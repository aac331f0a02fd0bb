use std::sync::Arc;
use std::time::Duration;

use async_trait::async_trait;

use crate::context::FlowConstruct;
use crate::endpoint::{Endpoint, EndpointUri};
use crate::error::{BoxError, ConnectorResult};
use crate::message::Message;
use crate::pool::PooledObjectFactory;
use crate::receiver::ReceiverHooks;

/// Outbound client borrowed from the connector's dispatcher pool.
#[async_trait]
pub trait MessageDispatcher: Send + Sync {
    /// One-way send.
    async fn dispatch(&self, endpoint: &Endpoint, message: Message) -> Result<(), BoxError>;

    /// Request-response send.
    async fn send(&self, endpoint: &Endpoint, message: Message) -> Result<Option<Message>, BoxError>;
}

/// Inbound client borrowed from the connector's requester pool.
#[async_trait]
pub trait MessageRequester: Send + Sync {
    /// Receive one message, waiting at most `timeout`.
    async fn request(&self, endpoint: &Endpoint, timeout: Duration) -> Result<Option<Message>, BoxError>;
}

pub type DispatcherFactory = Arc<dyn PooledObjectFactory<EndpointUri, Box<dyn MessageDispatcher>>>;
pub type RequesterFactory = Arc<dyn PooledObjectFactory<EndpointUri, Box<dyn MessageRequester>>>;

/// Transport-specific behaviour plugged into a [`Connector`](super::Connector).
///
/// The connector calls these at fixed points of its lifecycle and connect
/// protocol. Only the receiver and pooled-object factories are required.
#[async_trait]
pub trait TransportHooks: Send + Sync {
    async fn do_initialise(&self) -> Result<(), BoxError> {
        Ok(())
    }

    async fn do_start(&self) -> Result<(), BoxError> {
        Ok(())
    }

    async fn do_stop(&self) -> Result<(), BoxError> {
        Ok(())
    }

    async fn do_dispose(&self) -> Result<(), BoxError> {
        Ok(())
    }

    async fn do_connect(&self) -> Result<(), BoxError> {
        Ok(())
    }

    async fn do_disconnect(&self) -> Result<(), BoxError> {
        Ok(())
    }

    /// Cheap liveness check run before retrying a failed connect.
    async fn validate_connection(&self) -> Result<(), BoxError> {
        Ok(())
    }

    /// Build the receiver hooks for a newly registered listener.
    fn create_receiver(
        &self,
        flow: &Arc<dyn FlowConstruct>,
        endpoint: &Endpoint,
    ) -> ConnectorResult<Arc<dyn ReceiverHooks>>;

    fn dispatcher_factory(&self) -> DispatcherFactory;

    fn requester_factory(&self) -> RequesterFactory;

    fn connection_description(&self) -> Option<String> {
        None
    }

    /// Key a listener is registered under.
    fn receiver_key(&self, _flow: &dyn FlowConstruct, endpoint: &Endpoint) -> String {
        endpoint.uri().receiver_key().to_string()
    }

    /// Called after a listener's receiver has been destroyed.
    async fn do_unregister_listener(
        &self,
        _flow: &Arc<dyn FlowConstruct>,
        _endpoint: &Endpoint,
    ) -> Result<(), BoxError> {
        Ok(())
    }
}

- - - - -

DIRECTIONS FOR THIS TASK =>
Using the data above, print every record exactly as shown.

EXERCISE RESULT =>
repository aac331f0a02fd0bb
use std::sync::Arc;
use std::time::Duration;

use async_trait::async_trait;

use crate::context::FlowConstruct;
use crate::endpoint::{Endpoint, EndpointUri};
use crate::error::{BoxError, ConnectorResult};
use crate::message::Message;
use crate::pool::PooledObjectFactory;
use crate::receiver::ReceiverHooks;

/// Outbound client borrowed from the connector's dispatcher pool.
#[async_trait]
pub trait MessageDispatcher: Send + Sync {
    /// One-way send.
    async fn dispatch(&self, endpoint: &Endpoint, message: Message) -> Result<(), BoxError>;

    /// Request-response send.
    async fn send(&self, endpoint: &Endpoint, message: Message) -> Result<Option<Message>, BoxError>;
}

/// Inbound client borrowed from the connector's requester pool.
#[async_trait]
pub trait MessageRequester: Send + Sync {
    /// Receive one message, waiting at most `timeout`.
    async fn request(&self, endpoint: &Endpoint, timeout: Duration) -> Result<Option<Message>, BoxError>;
}

pub type DispatcherFactory = Arc<dyn PooledObjectFactory<EndpointUri, Box<dyn MessageDispatcher>>>;
pub type RequesterFactory = Arc<dyn PooledObjectFactory<EndpointUri, Box<dyn MessageRequester>>>;

/// Transport-specific behaviour plugged into a [`Connector`](super::Connector).
///
/// The connector calls these at fixed points of its lifecycle and connect
/// protocol. Only the receiver and pooled-object factories are required.
#[async_trait]
pub trait TransportHooks: Send + Sync {
    async fn do_initialise(&self) -> Result<(), BoxError> {
        Ok(())
    }

    async fn do_start(&self) -> Result<(), BoxError> {
        Ok(())
    }

    async fn do_stop(&self) -> Result<(), BoxError> {
        Ok(())
    }

    async fn do_dispose(&self) -> Result<(), BoxError> {
        Ok(())
    }

    async fn do_connect(&self) -> Result<(), BoxError> {
        Ok(())
    }

    async fn do_disconnect(&self) -> Result<(), BoxError> {
        Ok(())
    }

    /// Cheap liveness check run before retrying a failed connect.
    async fn validate_connection(&self) -> Result<(), BoxError> {
        Ok(())
    }

    /// Build the receiver hooks for a newly registered listener.
    fn create_receiver(
        &self,
        flow: &Arc<dyn FlowConstruct>,
        endpoint: &Endpoint,
    ) -> ConnectorResult<Arc<dyn ReceiverHooks>>;

    fn dispatcher_factory(&self) -> DispatcherFactory;

    fn requester_factory(&self) -> RequesterFactory;

    fn connection_description(&self) -> Option<String> {
        None
    }

    /// Key a listener is registered under.
    fn receiver_key(&self, _flow: &dyn FlowConstruct, endpoint: &Endpoint) -> String {
        endpoint.uri().receiver_key().to_string()
    }

    /// Called after a listener's receiver has been destroyed.
    async fn do_unregister_listener(
        &self,
        _flow: &Arc<dyn FlowConstruct>,
        _endpoint: &Endpoint,
    ) -> Result<(), BoxError> {
        Ok(())
    }
}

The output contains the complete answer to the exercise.